## [ACTION ITEM]
Stop after the line containing "for third-party modules.": print each line exactly from the first line of the listing up to that point.

DATASET RECORDS Block Start

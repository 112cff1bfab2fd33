#[cfg(feature = "mpmc")]
use backflow_benchmarks::mpmc::{benchmark_mpmc_broadcast, benchmark_mpmc_collect};
#[cfg(feature = "pool")]
use backflow_benchmarks::pool::{benchmark_pool_churn, benchmark_pool_round_trip};

#[tokio::main]
async fn main() {
    // Setup logger
    env_logger::builder()
        .filter_level(log::LevelFilter::Info) // Suppress everything below `info` for third-party modules.
        .filter_module(env!("CARGO_PKG_NAME"), log::LevelFilter::Trace) // Allow everything from current package
        .init();

    #[cfg(feature = "mpmc")]
    {
        log::info!("[benchmark_mpmc_broadcast]");
        benchmark_mpmc_broadcast(1_000, 1_000).await;

        log::info!("[benchmark_mpmc_collect]");
        benchmark_mpmc_collect(100, 1_000).await;
    }

    #[cfg(feature = "pool")]
    {
        log::info!("[benchmark_pool_churn]");
        benchmark_pool_churn(64, 16, 1_000).await;

        log::info!("[benchmark_pool_round_trip]");
        benchmark_pool_round_trip(16, 1_000).await;
    }
}
impl SweepGate {
    fn enter(&self) -> SweepGuard<'_> {
        self.started.fetch_add(1, Ordering::SeqCst);
        SweepGuard { gate: self }
    }

    fn finished(&self) -> u64 {
        self.finished.load(Ordering::SeqCst)
    }

    /// Returns `true` if a sweep that was not finished at `finished` has started.
    fn started_since(&self, finished: u64) -> bool {
        self.started.load(Ordering::SeqCst) > finished
    }
}

struct SweepGuard<'a> {
    gate: &'a SweepGate,
}

impl Drop for SweepGuard<'_> {
    fn drop(&mut self) {
        self.gate.finished.fetch_add(1, Ordering::SeqCst);
    }
}
//! # Basic imports

pub use crate::errors::{Error, Result};
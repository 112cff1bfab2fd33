use async_trait::async_trait;

use crate::io::Connection;

use crate::prelude::*;

/// Creates physical connections.
///
/// A [`ConnectionPool`](crate::pool::ConnectionPool) calls [`ChannelFactory::connect`] whenever
/// the idle queue is empty and a creation permit is available. Dropping the returned future
/// cancels the connect attempt.
#[async_trait]
pub trait ChannelFactory<R, W>: Send + Sync {
    /// Connects a new channel and returns its connection once the channel is active.
    async fn connect(&self) -> Result<Connection<R, W>>;
}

DATASET RECORDS Block End

## [RESULT OF THIS TASK]
repository 112cff1bfab2fd33
#[cfg(feature = "mpmc")]
use backflow_benchmarks::mpmc::{benchmark_mpmc_broadcast, benchmark_mpmc_collect};
#[cfg(feature = "pool")]
use backflow_benchmarks::pool::{benchmark_pool_churn, benchmark_pool_round_trip};

#[tokio::main]
async fn main() {
    // Setup logger
    env_logger::builder()
        .filter_level(log::LevelFilter::Info) // Suppress everything below `info` for third-party modules.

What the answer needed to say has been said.